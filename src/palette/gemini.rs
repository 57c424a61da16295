//! Gemini `generateContent` client
//!
//! API Documentation: https://ai.google.dev/api/generate-content

use super::{ColorEntry, GenerationError, PaletteGenerator, ResponseError};
use anyhow::Context;
use async_trait::async_trait;
use reqwest::header::{CONTENT_TYPE, HeaderMap, HeaderValue};
use serde::Deserialize;
use serde_json::json;
use std::sync::Arc;
use std::time::Duration;

pub const DEFAULT_BASE_URL: &str = "https://generativelanguage.googleapis.com/v1beta";
pub const DEFAULT_MODEL: &str = "gemini-2.5-flash";

const API_KEY_HEADER: &str = "x-goog-api-key";

/// Everything the client needs; the key is handed in, never looked up.
#[derive(Debug, Clone)]
pub struct GeminiConfig {
    pub api_key: String,
    pub model: String,
    pub base_url: String,
    pub timeout: Option<Duration>,
}

#[derive(Debug, Deserialize)]
struct GenerateResponse {
    #[serde(default)]
    candidates: Vec<Candidate>,
}

#[derive(Debug, Deserialize)]
struct Candidate {
    content: Option<Content>,
}

#[derive(Debug, Deserialize)]
struct Content {
    #[serde(default)]
    parts: Vec<Part>,
}

#[derive(Debug, Deserialize)]
struct Part {
    text: Option<String>,
}

impl GenerateResponse {
    /// Text of the first candidate, parts joined. Empty when the model gave nothing.
    fn text(&self) -> String {
        self.candidates
            .first()
            .and_then(|c| c.content.as_ref())
            .map(|c| c.parts.iter().filter_map(|p| p.text.as_deref()).collect())
            .unwrap_or_default()
    }
}

#[derive(Debug)]
struct Inner {
    http: reqwest::Client,
    model: String,
    base_url: String,
}

#[derive(Debug, Clone)]
pub struct GeminiClient {
    inner: Arc<Inner>,
}

impl GeminiClient {
    pub fn new(cfg: GeminiConfig) -> anyhow::Result<Self> {
        let mut key = HeaderValue::from_str(&cfg.api_key).context("API key is not a valid header value")?;
        key.set_sensitive(true);

        let mut headers = HeaderMap::new();
        headers.insert(API_KEY_HEADER, key);
        headers.insert(CONTENT_TYPE, HeaderValue::from_static("application/json"));

        let mut builder = reqwest::Client::builder().default_headers(headers);
        if let Some(timeout) = cfg.timeout {
            builder = builder.timeout(timeout);
        }
        let http = builder.build().context("build reqwest client")?;

        Ok(Self {
            inner: Arc::new(Inner {
                http,
                model: cfg.model,
                base_url: cfg.base_url.trim_end_matches('/').to_string(),
            }),
        })
    }

    pub fn model(&self) -> &str {
        &self.inner.model
    }

    /// Raw model text for a theme, before any validation.
    pub async fn generate_raw(&self, theme: &str) -> Result<String, ResponseError> {
        let url = format!("{}/models/{}:generateContent", self.inner.base_url, self.inner.model);
        let body = json!({
            "contents": [{
                "parts": [{ "text": super::prompt::build_prompt(theme) }]
            }],
            "generationConfig": {
                "responseMimeType": "application/json",
                "responseSchema": super::prompt::response_schema(),
            }
        });

        tracing::debug!(model = %self.inner.model, %theme, "requesting palette");
        let response = self.inner.http.post(&url).json(&body).send().await?;

        let status = response.status();
        if !status.is_success() {
            let body = response.text().await.unwrap_or_default();
            return Err(ResponseError::Status {
                status: status.as_u16(),
                body,
            });
        }

        let envelope: GenerateResponse = response.json().await?;
        Ok(envelope.text())
    }
}

#[async_trait]
impl PaletteGenerator for GeminiClient {
    async fn generate(&self, theme: &str) -> Result<Vec<ColorEntry>, GenerationError> {
        let raw = self.generate_raw(theme).await.map_err(super::normalize)?;
        let palette = super::parse_palette(&raw).map_err(super::normalize)?;
        tracing::info!(%theme, colors = palette.len(), "palette generated");
        Ok(palette)
    }
}
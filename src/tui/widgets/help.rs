//! Help overlay showing keybindings

use crate::tui::theme::{Theme, get_theme};
use ratatui::{
    Frame,
    layout::{Constraint, Direction, Layout, Rect},
    style::{Modifier, Style},
    text::{Line, Span},
    widgets::{Clear, Paragraph, Wrap},
};

/// Render the help overlay centered over `area`
pub fn render(frame: &mut Frame, area: Rect) {
    let theme = get_theme();
    let icons = &theme.icons;

    let popup = centered(area, 64, 20);
    frame.render_widget(Clear, popup);

    let block = theme.block(format!(" {} Keybinds ", icons.help), true);
    let inner = block.inner(popup);
    frame.render_widget(block, popup);

    let cols = Layout::default()
        .direction(Direction::Horizontal)
        .constraints([Constraint::Percentage(50), Constraint::Percentage(50)])
        .split(inner);

    let left_content = vec![
        section_header("Theme", &theme),
        keybind("Enter", "Generate palette", &theme),
        keybind("Backspace", "Delete character", &theme),
        keybind("Ctrl+u", "Clear input", &theme),
        keybind("Down", "Focus examples/cards", &theme),
        Line::default(),
        section_header("Examples", &theme),
        keybind("h / l", "Previous / next", &theme),
        keybind("1-6", "Generate example", &theme),
        keybind("Enter", "Generate selected", &theme),
        keybind("? / q", "Help / quit", &theme),
    ];

    let right_content = vec![
        section_header("Cards", &theme),
        keybind("h j k l", "Move selection", &theme),
        keybind("Enter / y", "Copy hex code", &theme),
        keybind("i / /", "Back to input", &theme),
        keybind("? / q", "Help / quit", &theme),
        Line::default(),
        section_header("General", &theme),
        keybind("Tab", "Next area", &theme),
        keybind("Shift+Tab", "Previous area", &theme),
        keybind("F1", "Toggle help", &theme),
        keybind("Esc", "Quit", &theme),
        keybind("Ctrl+c", "Quit", &theme),
    ];

    frame.render_widget(Paragraph::new(left_content).wrap(Wrap { trim: false }), cols[0]);
    frame.render_widget(Paragraph::new(right_content).wrap(Wrap { trim: false }), cols[1]);
}

fn centered(area: Rect, width: u16, height: u16) -> Rect {
    let width = width.min(area.width);
    let height = height.min(area.height);
    Rect {
        x: area.x + (area.width - width) / 2,
        y: area.y + (area.height - height) / 2,
        width,
        height,
    }
}

fn section_header(title: &str, theme: &Theme) -> Line<'static> {
    Line::from(vec![Span::styled(
        format!("━━ {} ━━", title),
        Style::default()
            .fg(theme.palette.accent)
            .add_modifier(Modifier::BOLD),
    )])
}

fn keybind(key: &str, desc: &str, theme: &Theme) -> Line<'static> {
    Line::from(vec![
        Span::styled("  ", Style::default()),
        Span::styled(
            format!("{:11}", key),
            Style::default()
                .fg(theme.palette.fg_secondary)
                .add_modifier(Modifier::BOLD),
        ),
        Span::styled(desc.to_string(), Style::default().fg(theme.palette.fg_primary)),
    ])
}
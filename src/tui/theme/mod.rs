//! Theme configuration

pub mod icons;
pub mod palette;

pub use icons::{Icons, LoadingSpinner};
pub use palette::Palette;

use ratatui::style::Style;
use ratatui::widgets::{Block, Borders};

#[derive(Debug, Clone)]
pub struct Theme {
    pub palette: Palette,
    pub icons: Icons,
}

impl Theme {
    pub fn new() -> Self {
        Self {
            palette: Palette::MONO,
            icons: Icons::nerd(),
        }
    }

    pub fn border_set(&self) -> ratatui::symbols::border::Set<'static> {
        ratatui::symbols::border::ROUNDED
    }

    /// Rounded bordered block, highlighted when focused.
    pub fn block(&self, title: String, focused: bool) -> Block<'static> {
        let border = if focused { self.palette.accent } else { self.palette.border };
        Block::default()
            .borders(Borders::ALL)
            .border_set(self.border_set())
            .border_style(Style::default().fg(border))
            .title(title)
            .title_style(Style::default().fg(self.palette.accent))
    }
}

impl Default for Theme {
    fn default() -> Self {
        Self::new()
    }
}

pub fn get_theme() -> Theme {
    Theme::new()
}
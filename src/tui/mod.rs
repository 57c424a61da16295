use crate::app::state::AppState;
use anyhow::Context;
use crossterm::{
    event::{DisableMouseCapture, EnableMouseCapture},
    execute,
    terminal::{EnterAlternateScreen, LeaveAlternateScreen, disable_raw_mode, enable_raw_mode},
};
use ratatui::{Terminal, backend::CrosstermBackend};
use std::io::{self, Stdout};

pub mod theme;
pub mod widgets;

pub type TuiTerminal = Terminal<CrosstermBackend<Stdout>>;

pub struct TerminalGuard {
    terminal: TuiTerminal,
    mouse: bool,
}

impl TerminalGuard {
    pub fn enter(mouse: bool) -> anyhow::Result<Self> {
        enable_raw_mode().context("enable raw mode")?;

        let mut stdout = io::stdout();
        execute!(stdout, EnterAlternateScreen).context("enter alt screen")?;
        if mouse {
            execute!(stdout, EnableMouseCapture).context("enable mouse capture")?;
        }

        let backend = CrosstermBackend::new(stdout);
        let terminal = Terminal::new(backend).context("create terminal")?;

        Ok(Self { terminal, mouse })
    }

    pub fn terminal_mut(&mut self) -> &mut TuiTerminal {
        &mut self.terminal
    }
}

impl Drop for TerminalGuard {
    fn drop(&mut self) {
        // Best-effort cleanup; don't panic in Drop.
        let _ = disable_raw_mode();
        let mut stdout = io::stdout();
        if self.mouse {
            let _ = execute!(stdout, DisableMouseCapture);
        }
        let _ = execute!(stdout, LeaveAlternateScreen);
        let _ = self.terminal.show_cursor();
    }
}

pub fn draw(terminal: &mut TuiTerminal, state: &mut AppState) -> anyhow::Result<()> {
    terminal
        .draw(|f| {
            widgets::root::render(f, state);
        })
        .context("terminal draw")?;
    Ok(())
}
pub mod cards;
pub mod help;
pub mod root;
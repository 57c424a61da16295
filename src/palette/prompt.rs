//! Prompt text and response schema sent with every generation request.

use serde_json::{Value, json};

pub fn build_prompt(theme: &str) -> String {
    format!(
        "Create a color palette with 5-6 colors for the theme: \"{theme}\". \
         For each color, provide a name and a short description of its mood or use case. \
         The hex code must be a valid 6-digit hex string starting with #."
    )
}

/// Gemini `responseSchema`: an array of `{hex, name, description}` objects.
pub fn response_schema() -> Value {
    json!({
        "type": "ARRAY",
        "items": {
            "type": "OBJECT",
            "properties": {
                "hex": {
                    "type": "STRING",
                    "description": "The hex color code, e.g., #RRGGBB"
                },
                "name": {
                    "type": "STRING",
                    "description": "A creative name for the color."
                },
                "description": {
                    "type": "STRING",
                    "description": "A short description of the color's mood or application."
                }
            },
            "required": ["hex", "name", "description"]
        }
    })
}

#[cfg(test)]
mod tests {
    use super::*;

    #[test]
    fn test_prompt_quotes_theme() {
        let p = build_prompt("Retro Arcade");
        assert!(p.starts_with("Create a color palette with 5-6 colors for the theme: \"Retro Arcade\". For each"));
        assert!(p.ends_with("valid 6-digit hex string starting with #."));
    }

    #[test]
    fn test_schema_requires_all_fields() {
        let s = response_schema();
        assert_eq!(s["type"], "ARRAY");
        assert_eq!(s["items"]["required"], json!(["hex", "name", "description"]));
        for field in ["hex", "name", "description"] {
            assert_eq!(s["items"]["properties"][field]["type"], "STRING");
        }
    }
}
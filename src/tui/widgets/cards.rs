//! Color card grid - one card per palette entry

use crate::app::state::{AppState, Focus};
use crate::clipboard::{COPIED_LABEL, COPY_LABEL};
use crate::contrast::{foreground_for, swatch_color};
use crate::palette::ColorEntry;
use crate::tui::theme::{Theme, get_theme};
use ratatui::{
    Frame,
    layout::{Alignment, Constraint, Direction, Layout, Rect},
    style::{Modifier, Style},
    text::{Line, Span},
    widgets::{Paragraph, Wrap},
};

const CARD_MIN_WIDTH: u16 = 22;
const CARD_HEIGHT: u16 = 10;
const MAX_COLUMNS: usize = 6;
const SWATCH_HEIGHT: u16 = 3;

/// Label on a card's copy action.
pub fn copy_label(state: &AppState, index: usize) -> &'static str {
    if state.is_copied(index) { COPIED_LABEL } else { COPY_LABEL }
}

/// Cards per row for a grid `width` cells wide.
pub fn columns_for(width: u16, count: usize) -> usize {
    let fit = usize::from((width / CARD_MIN_WIDTH).max(1));
    fit.min(MAX_COLUMNS).min(count.max(1))
}

pub fn render(frame: &mut Frame, state: &mut AppState, area: Rect) {
    let count = state.palette.as_ref().map_or(0, Vec::len);
    if count == 0 {
        return;
    }
    let columns = columns_for(area.width, count);
    state.card_columns = columns;

    let state = &*state;
    let Some(palette) = state.palette.as_deref() else {
        return;
    };
    let theme = get_theme();

    // Keep the selected row on screen when the grid is taller than the area.
    let rows = count.div_ceil(columns);
    let visible_rows = usize::from((area.height / CARD_HEIGHT).max(1));
    let selected_row = state.card_selected / columns;
    let first_row = selected_row.saturating_sub(visible_rows - 1);

    for (offset, row) in (first_row..rows.min(first_row + visible_rows)).enumerate() {
        let y = area.y + offset as u16 * CARD_HEIGHT;
        let height = CARD_HEIGHT.min(area.bottom().saturating_sub(y));
        if height == 0 {
            break;
        }
        let row_area = Rect { x: area.x, y, width: area.width, height };

        let cells = Layout::default()
            .direction(Direction::Horizontal)
            .constraints(vec![Constraint::Ratio(1, columns as u32); columns])
            .split(row_area);

        for (col, cell) in cells.iter().enumerate() {
            let idx = row * columns + col;
            if let Some(color) = palette.get(idx) {
                render_card(frame, state, &theme, idx, color, *cell);
            }
        }
    }
}

fn render_card(frame: &mut Frame, state: &AppState, theme: &Theme, idx: usize, color: &ColorEntry, area: Rect) {
    let icons = &theme.icons;
    let selected = state.focus == Focus::Cards && state.card_selected == idx;

    let block = theme.block(String::new(), selected);
    let inner = block.inner(area);
    frame.render_widget(block, area);

    let rows = Layout::default()
        .direction(Direction::Vertical)
        .constraints([
            Constraint::Length(SWATCH_HEIGHT), // Swatch with hex
            Constraint::Length(1),             // Name
            Constraint::Min(1),                // Description
            Constraint::Length(1),             // Copy action
        ])
        .split(inner);

    let swatch_style = match swatch_color(&color.hex) {
        Some(bg) => Style::default()
            .bg(bg)
            .fg(foreground_for(&color.hex).color())
            .add_modifier(Modifier::BOLD),
        None => Style::default().fg(theme.palette.fg_secondary),
    };
    let swatch = Paragraph::new(vec![Line::default(), Line::from(color.hex.clone()), Line::default()])
        .style(swatch_style)
        .alignment(Alignment::Center);
    frame.render_widget(swatch, rows[0]);

    let name = Paragraph::new(Line::from(Span::styled(
        color.name.clone(),
        Style::default()
            .fg(theme.palette.accent)
            .add_modifier(Modifier::BOLD),
    )));
    frame.render_widget(name, rows[1]);

    let description = Paragraph::new(color.description.clone())
        .style(Style::default().fg(theme.palette.fg_secondary))
        .wrap(Wrap { trim: true });
    frame.render_widget(description, rows[2]);

    let copied = state.is_copied(idx);
    let (icon, label_style) = if copied {
        (icons.success, Style::default().fg(theme.palette.accent).add_modifier(Modifier::BOLD))
    } else if selected {
        (icons.copy, Style::default().fg(theme.palette.accent))
    } else {
        (icons.copy, Style::default().fg(theme.palette.fg_secondary))
    };
    let label = Paragraph::new(Line::from(Span::styled(
        format!("{} {}", icon, copy_label(state, idx)),
        label_style,
    )))
    .alignment(Alignment::Center)
    .style(Style::default().bg(theme.palette.bg_secondary));
    frame.render_widget(label, rows[3]);
}

#[cfg(test)]
mod tests {
    use super::*;
    use ratatui::{Terminal, backend::TestBackend};

    fn entry(hex: &str, name: &str) -> ColorEntry {
        ColorEntry {
            hex: hex.to_string(),
            name: name.to_string(),
            description: "Used in tests".to_string(),
        }
    }

    #[test]
    fn test_columns_for() {
        assert_eq!(columns_for(200, 6), 6);
        assert_eq!(columns_for(200, 5), 5);
        assert_eq!(columns_for(66, 6), 3);
        assert_eq!(columns_for(10, 6), 1);
    }

    #[test]
    fn test_render_sets_columns_and_shows_cards() {
        let mut state = AppState::new();
        let req = state.begin_request("x").unwrap();
        state.settle_request(
            req.id,
            Ok(vec![entry("#1A2B3C", "Ink"), entry("#FFFFFF", "Snow"), entry("#808080", "Ash")]),
        );
        state.mark_copied(1);

        let mut terminal = Terminal::new(TestBackend::new(80, 12)).unwrap();
        terminal
            .draw(|f| {
                let area = f.area();
                render(f, &mut state, area);
            })
            .unwrap();

        assert_eq!(state.card_columns, 3);
        let buffer = terminal.backend().buffer();
        let text: String = buffer.content().iter().map(|c| c.symbol()).collect();
        assert!(text.contains("#1A2B3C"));
        assert!(text.contains("Snow"));
        assert!(text.contains(COPIED_LABEL));
        assert!(text.contains(COPY_LABEL));
    }
}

________________________________________

ABOUT THIS EXERCISE - Select every line in the material above where the string "PaletteGenerator" occurs, and copy it.

RESULT OF THIS TASK -
use super::{ColorEntry, GenerationError, PaletteGenerator, ResponseError};
impl PaletteGenerator for GeminiClient {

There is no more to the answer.